Aralarında Şam’dan gelenler olsa da ağırlıklı yer Resulayn/Serakaniye bölgesinden gelenler. Kendisine Özgür Suriye Ordusu bileşeni diyen ama oradaki yaşlı kadınların "çeteci" olarak tariflediği gruplar kimilerinin evlerini talan etmiş. "Alamadıklarını da kırdılar" diye anlatıyorlar. Ermeni bir kıza annesinin gözleri önünde tecavüz edilmiş. Savaşın bir diğer anlamı da kadınlar için taciz ve tecavüz değil mi zaten. Kadın bedeninin "işgal yurdu" olarak görüldüğü eril militarist politika her daim savaşın pususunda bekliyor. Uluslararası Kurtarma Komitesi (International Rescue Committee) raporu da bunu teyid ediyor. Kadınlar evde sokakta özellikle de silahlı çeteler tarafından tecavüze uğruyor. Üstelik bunlar toplu tecavüz biçiminde ve sık oluyor.
4500 kişi ilçeye yerleşmeyi tercih etmiş. Ağırlıklı olarak Kürtler, aralarında Araplar da var. Zira sınırın öte yanı Kürtlerin bölgesi. Türkiye’nin Suriyeli Kürtlere yönelik yaklaşımı zorunlu tercihin politik arka planı. Görüştüğüm yaşlı–genç kadınlar çadırlarının yakıldığını ve suçun üzerlerine atıldığını anlatıyor. Tanıdıklarının yanında kalmak daha güven veriyor onlara. Zira sınırı gördüğünüzde anlıyorsunuz nasıl suni bir ayrım olduğunu. Evlerinin bir kilometre ötesi akrabaları. Kaymakamdan izin çıkmadığı için Ceylanpınar Çadırkent’e giriş mümkün olmadı. Anlatılanlarla yetinmek zorundaydım. Yaşlı erkeklerin orada kalan ailelerin çaresizliğini istismar ederek genç kızlarla "evlenme" karşılığı para teklif ettiklerini, tuvaletlere gidip gelirken kadınların rahatsız edildiklerini öğreniyorum. Tek başına kalan o kadar çok kadın varmış ki. Arap ve Kürtler arasında ayrımcılık yapıldığına dair öyküler de dinliyorum. 2 ay kampta kalan Kürt bir kadın sorgulandıklarını anlatıyor. Savaş öncesi Suriye’de öğretmenlik yapan bir kadın ise üniversitede dil (İngilizce) eğitimi alan kardeşinin belgelerini ibraz etmesine rağmen ne Gaziantep ne de Harran Üniversitesi’ne kayıt yaptırabildiğini söylüyor. Oysa YÖK, Suriye'de okuyan öğrencilerin zaman kaybının önüne gelmek için sınırdaki illerde bulunan 7 üniversitede "özel öğrenci" olarak okuma hakkı verdi. Üstelik mültecilerin kayıt yaptırması için beyan yeterli.

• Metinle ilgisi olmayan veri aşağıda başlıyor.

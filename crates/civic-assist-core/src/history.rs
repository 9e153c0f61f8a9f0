//! Turns the chat log into the strictly alternating user/model sequence the
//! generative-text API accepts.

use crate::state::{ChatMessage, NormalizedTurn, TurnRole};

/// Walk the log from the newest message backward, keeping each message
/// whose role is the one expected next and flipping the expectation after
/// every kept turn. Messages that would repeat a role are skipped.
///
/// The result ends on a `user` turn and starts on one too: a leading
/// `model` turn (usually the seeded welcome) is dropped. Messages without
/// text, such as an image-only upload, carry nothing the model can read and
/// are skipped. An empty result means there is nothing to send.
pub fn normalize(messages: &[ChatMessage]) -> Vec<NormalizedTurn> {
    let mut turns = Vec::new();
    let mut expected = TurnRole::User;

    for message in messages.iter().rev() {
        if message.content.trim().is_empty() {
            continue;
        }
        let role = TurnRole::from(message.role);
        if role != expected {
            continue;
        }
        turns.push(NormalizedTurn {
            role,
            text: message.content.clone(),
        });
        expected = expected.flipped();
    }

    // Collected newest-first; the last element is the oldest turn.
    if turns.last().map(|t| t.role) == Some(TurnRole::Model) {
        turns.pop();
    }
    turns.reverse();
    turns
}

#[cfg(test)]
mod tests {
    use super::*;
    use proptest::prelude::*;

    fn roles(turns: &[NormalizedTurn]) -> Vec<TurnRole> {
        turns.iter().map(|t| t.role).collect()
    }

    fn texts(turns: &[NormalizedTurn]) -> Vec<&str> {
        turns.iter().map(|t| t.text.as_str()).collect()
    }

    #[test]
    fn test_empty_history() {
        assert!(normalize(&[]).is_empty());
    }

    #[test]
    fn test_only_welcome() {
        let log = vec![ChatMessage::assistant("Vanakkam!")];
        assert!(normalize(&log).is_empty());
    }

    #[test]
    fn test_welcome_then_user() {
        let log = vec![ChatMessage::assistant("Vanakkam!"), ChatMessage::user("hi")];
        let turns = normalize(&log);
        assert_eq!(roles(&turns), vec![TurnRole::User]);
        assert_eq!(texts(&turns), vec!["hi"]);
    }

    #[test]
    fn test_alternating_log_kept_whole() {
        let log = vec![
            ChatMessage::user("A"),
            ChatMessage::assistant("B"),
            ChatMessage::user("C"),
        ];
        let turns = normalize(&log);
        assert_eq!(texts(&turns), vec!["A", "B", "C"]);
        assert_eq!(
            roles(&turns),
            vec![TurnRole::User, TurnRole::Model, TurnRole::User]
        );
    }

    #[test]
    fn test_repeated_user_messages_collapse() {
        // The newest of a run of user messages is kept; the earlier ones
        // are skipped until a model turn appears.
        let log = vec![
            ChatMessage::assistant("welcome"),
            ChatMessage::user("first"),
            ChatMessage::assistant("answer"),
            ChatMessage::user("second"),
            ChatMessage::user("third"),
        ];
        let turns = normalize(&log);
        assert_eq!(texts(&turns), vec!["first", "answer", "third"]);
    }

    #[test]
    fn test_trailing_assistant_is_skipped() {
        let log = vec![ChatMessage::user("q"), ChatMessage::assistant("a")];
        let turns = normalize(&log);
        assert_eq!(texts(&turns), vec!["q"]);
    }

    #[test]
    fn test_empty_content_is_skipped() {
        let log = vec![
            ChatMessage::user("q1"),
            ChatMessage::assistant(""),
            ChatMessage::user("q2"),
        ];
        let turns = normalize(&log);
        assert_eq!(texts(&turns), vec!["q2"]);
    }

    fn arb_log() -> impl Strategy<Value = Vec<ChatMessage>> {
        prop::collection::vec((any::<bool>(), "[a-z ]{0,6}"), 0..40).prop_map(|items| {
            items
                .into_iter()
                .map(|(is_user, text)| {
                    if is_user {
                        ChatMessage::user(text)
                    } else {
                        ChatMessage::assistant(text)
                    }
                })
                .collect()
        })
    }

    proptest! {
        #[test]
        fn prop_turns_alternate(log in arb_log()) {
            let turns = normalize(&log);
            for pair in turns.windows(2) {
                prop_assert_ne!(pair[0].role, pair[1].role);
            }
            if let Some(first) = turns.first() {
                prop_assert_eq!(first.role, TurnRole::User);
            }
            if let Some(last) = turns.last() {
                prop_assert_eq!(last.role, TurnRole::User);
            }
        }

        #[test]
        fn prop_empty_only_without_user_text(log in arb_log()) {
            let has_user_text = log
                .iter()
                .any(|m| m.role == crate::state::ChatRole::User && !m.content.trim().is_empty());
            prop_assert_eq!(normalize(&log).is_empty(), !has_user_text);
        }
    }
}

Savaşın izdüşümü sınırın öte tarafında sadece hissedilmiyor yaşanıyor. Aylardır yakınlarını görmüyorlar, can güvenliklerinden endişe ediyorlar. Hep tedirginler. Tek bir öykünün üzerinden atlamak savaşın gerçek yüzünü eksik bırakır dedik. Urfa’da doğup büyüyen, evlenip Suriye’ye giden bir kadın anlatıyor akıl sağlığı yerinde olmayan oğlunun sınırdan kaçarak meydanda silahlı gruplar tarafından öldürüldüğünü ve korkudan cenazenin iki üç gün yerde kaldığını. Yine genç bir kadın soğuk yüzünden üşüten ikiz çocuğundan birini hastaneye götürdüklerini ama geçici ikamet izin belgelerinin yetişmemesinden dolayı hastanenin yeterince ilgilenmediğini ve çocuğunu kaybettiğini. Daha doğrusu O konuşamıyor ağlamaktan, yakınlarından dinliyorum öyküyü.

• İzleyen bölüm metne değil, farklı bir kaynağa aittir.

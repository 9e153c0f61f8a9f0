pub mod gemini;
pub mod sse;
pub mod vision;

pub use gemini::GeminiClient;
pub use vision::VisionClient;

use async_trait::async_trait;
use futures_util::stream::BoxStream;

use crate::error::AssistantError;
use crate::state::NormalizedTurn;
use vision::ImageAnalysis;

/// Raw body chunks as the transport delivers them
pub type ChunkStream = BoxStream<'static, Result<Vec<u8>, AssistantError>>;

/// A generative-text backend that answers with a chunked event stream.
#[async_trait]
pub trait TextStreamer: Send + Sync {
    /// Open the streaming call. Errors here happen before the first byte
    /// and are recoverable; errors yielded by the stream are not.
    async fn open_stream(&self, turns: &[NormalizedTurn]) -> Result<ChunkStream, AssistantError>;
}

/// A backend that classifies an uploaded image.
#[async_trait]
pub trait ImageAnalyzer: Send + Sync {
    async fn analyze(&self, image: &[u8]) -> Result<ImageAnalysis, AssistantError>;
}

Suriye’den gelip ilçede kalan sığınmacılar çadırkent üzerinden kayıt altına alınıyor. Sağlık hizmetlerinden ancak bu şartla yararlanabiliyor. Kayıtların ayda bir yenilenmesi gerekiyormuş. Kamplarda okul imkânı olsa da sadece Türkçe ve Arapça eğitim verildiği için Kürt çocuklar okula gidemiyor.
Sığınmacı durumuna düşenler ucuz iş gücü olarak yani karın tokluğuna çalışıyor. Söylenen rakamlar günde 10 lira ya da 5 lira. Kadınlar arasında savaş öncesi çalışan ancak çatışmalar nedeni ile işsiz kalanlar var. Savaş kadınları daha da yoksullaştırıyor. Erkeğe daha bağımlı hale geldiklerini söylüyorlar. Diğer yandan savaştan kaçarken ölüme yakalananlar olduğunu hatırlamak gerekiyor. Ocak ayında Gaziantep 4. Organize Sanayi Bölgesi'ndeki bir fabrikadaki patlamada ölenlerden ikisi Suriyeliydi.

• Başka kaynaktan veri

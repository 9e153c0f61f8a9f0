use civic_assist_core::ai::sse::FrameDecoder;
use civic_assist_core::ai::vision::compose_reply;
use civic_assist_core::{
    AssistantError, ChatRole, Config, Conversation, CycleOutcome, GeminiClient, ImageAnalyzer,
    NormalizedTurn, OfflineReason, TextStreamer, TurnRole, VisionClient,
};
use futures_util::StreamExt;
use serde_json::json;
use wiremock::matchers::{body_json, body_partial_json, header, method, path, query_param};
use wiremock::{Mock, MockServer, ResponseTemplate};

const STREAM_PATH: &str = "/v1beta/models/gemini-1.5-flash:streamGenerateContent";

fn sse_frame(text: &str) -> String {
    let body = json!({
        "candidates": [{ "content": { "role": "model", "parts": [{ "text": text }] } }]
    });
    format!("data: {}\r\n\r\n", body)
}

fn sse_response(frames: &[String]) -> ResponseTemplate {
    ResponseTemplate::new(200).set_body_raw(frames.concat(), "text/event-stream")
}

fn user_turn(text: &str) -> Vec<NormalizedTurn> {
    vec![NormalizedTurn {
        role: TurnRole::User,
        text: text.to_string(),
    }]
}

#[tokio::test]
async fn test_gemini_stream_decodes() {
    let server = MockServer::start().await;
    Mock::given(method("POST"))
        .and(path(STREAM_PATH))
        .and(query_param("alt", "sse"))
        .and(header("x-goog-api-key", "test-key"))
        .and(body_partial_json(json!({
            "contents": [{ "role": "user", "parts": [{ "text": "hi" }] }]
        })))
        .respond_with(sse_response(&[sse_frame("Hello "), sse_frame("there")]))
        .expect(1)
        .mount(&server)
        .await;

    let client = GeminiClient::new("test-key").with_base_url(&server.uri());
    let mut stream = client.open_stream(&user_turn("hi")).await.unwrap();

    let mut decoder = FrameDecoder::new();
    let mut text = String::new();
    while let Some(chunk) = stream.next().await {
        for delta in decoder.push(&chunk.unwrap()) {
            text.push_str(&delta.text);
        }
    }
    assert_eq!(text, "Hello there");
}

#[tokio::test]
async fn test_gemini_error_status() {
    let server = MockServer::start().await;
    Mock::given(method("POST"))
        .and(path(STREAM_PATH))
        .respond_with(
            ResponseTemplate::new(429).set_body_string(r#"{"error":{"message":"quota"}}"#),
        )
        .mount(&server)
        .await;

    let client = GeminiClient::new("test-key").with_base_url(&server.uri());
    let err = client.open_stream(&user_turn("hi")).await.err().unwrap();
    match err {
        AssistantError::Status { status, body } => {
            assert_eq!(status.as_u16(), 429);
            assert!(body.contains("quota"));
        }
        other => panic!("unexpected error: {other}"),
    }
}

#[tokio::test]
async fn test_gemini_connection_refused() {
    let server = MockServer::start().await;
    let uri = server.uri();
    drop(server);

    let client = GeminiClient::new("test-key").with_base_url(&uri);
    let err = client.open_stream(&user_turn("hi")).await.err().unwrap();
    assert!(matches!(err, AssistantError::Transport(_)));
}

#[tokio::test]
async fn test_vision_client_round_trip() {
    let server = MockServer::start().await;
    Mock::given(method("POST"))
        .and(path("/analyze"))
        .and(body_json(json!({ "image": "AQID" })))
        .respond_with(ResponseTemplate::new(200).set_body_json(json!({
            "summary": "Garbage dumped by the road.",
            "wasteDetected": ["plastic bag"]
        })))
        .expect(1)
        .mount(&server)
        .await;

    let client = VisionClient::new(&format!("{}/analyze", server.uri()));
    let analysis = client.analyze(&[1, 2, 3]).await.unwrap();
    assert_eq!(
        compose_reply(&analysis),
        "Here's what I found in your image:\n\nGarbage dumped by the road.\n\nWaste detected: plastic bag"
    );
}

#[tokio::test]
async fn test_vision_client_bad_json() {
    let server = MockServer::start().await;
    Mock::given(method("POST"))
        .respond_with(ResponseTemplate::new(200).set_body_string("<html>oops</html>"))
        .mount(&server)
        .await;

    let client = VisionClient::new(&server.uri());
    let err = client.analyze(&[0]).await.unwrap_err();
    assert!(matches!(err, AssistantError::Decode(_)));
}

#[tokio::test]
async fn test_conversation_streams_from_config() {
    let server = MockServer::start().await;
    Mock::given(method("POST"))
        .and(path(STREAM_PATH))
        .and(header("x-goog-api-key", "test-key"))
        .respond_with(sse_response(&[
            sse_frame("Green bin for "),
            sse_frame("food waste."),
            "data: [DONE]\r\n\r\n".to_string(),
            sse_frame("ignored after done"),
        ]))
        .expect(1)
        .mount(&server)
        .await;

    let config = Config {
        gemini_api_key: Some("test-key".into()),
        api_base_url: Some(server.uri()),
        stream_idle_timeout_secs: Some(5),
        ..Config::new()
    };
    let mut conversation = Conversation::from_config(&config);
    let outcome = conversation.send("where do peels go?").await.unwrap();

    assert!(matches!(outcome, CycleOutcome::Streamed { deltas: 2, .. }));
    let reply = conversation.messages().last().unwrap();
    assert_eq!(reply.role, ChatRole::Assistant);
    assert_eq!(reply.content, "Green bin for food waste.");
}

#[tokio::test]
async fn test_conversation_falls_back_on_server_error() {
    let server = MockServer::start().await;
    Mock::given(method("POST"))
        .and(path(STREAM_PATH))
        .respond_with(ResponseTemplate::new(503).set_body_json(json!({})))
        .expect(1)
        .mount(&server)
        .await;

    let config = Config {
        gemini_api_key: Some("test-key".into()),
        api_base_url: Some(server.uri()),
        ..Config::new()
    };
    let mut conversation = Conversation::from_config(&config);
    let outcome = conversation.send("Where can I find a toilet?").await.unwrap();

    assert!(matches!(
        outcome,
        CycleOutcome::Offline {
            reason: OfflineReason::Unavailable,
            ..
        }
    ));
    assert_eq!(conversation.messages().len(), 3);
    assert!(conversation.messages()[2].content.contains("toilet"));
}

Savaşın kendilerini darmadağın ettiğini söyleyen bir kadın “birbirimizi burada bulmaya çalışıyoruz” diyor. 1,5 yaşındaki kızının herhangi bir gürültü duyduğunda hâlâ ürktüğünü söylüyor. Esad rejimine “yeter” diyorlar. Ancak eli silahlı ÖSO’nun özgürlük getireceğine asla inanmıyorlar. Yaşadıkları, gördükleri ve duydukları onlar için yeterli.
Sınırın öte yanından da söz etmek gerekiyor. İki hat halinde dikenli ve jiletli tellerle korunan sınırın bir noktasından geçişler ellerinde silahları olan kişiler tarafından oldukça rahat. Resulayn/Serakaniye yerleşiminin Ceylanpınar’a en yakın mahalleleri onların kontrolünde. Kaçan insanların evlerine yerleşmişler. İkili üçlü gruplar halinde dolanıyorlar. Şu sıralar ise sınıra elektrikli teller çekildiğini oranın inşaatında çalışan bir işçiden duydum. Tedbir amaçlı olduğu açık, aynı zamanda saldırıların süreceği anlamına da geliyor. Bu daha fazla göç demek.
Savaş bitse de etkileri bitmiyor. Savaş sonrasıyla başa çıkmak yine kadınlara düşüyor. Hem iyi bakıcı hem hemşire hem psikolog olmak zorundalar; kendilerini ihmal ederek unutarak.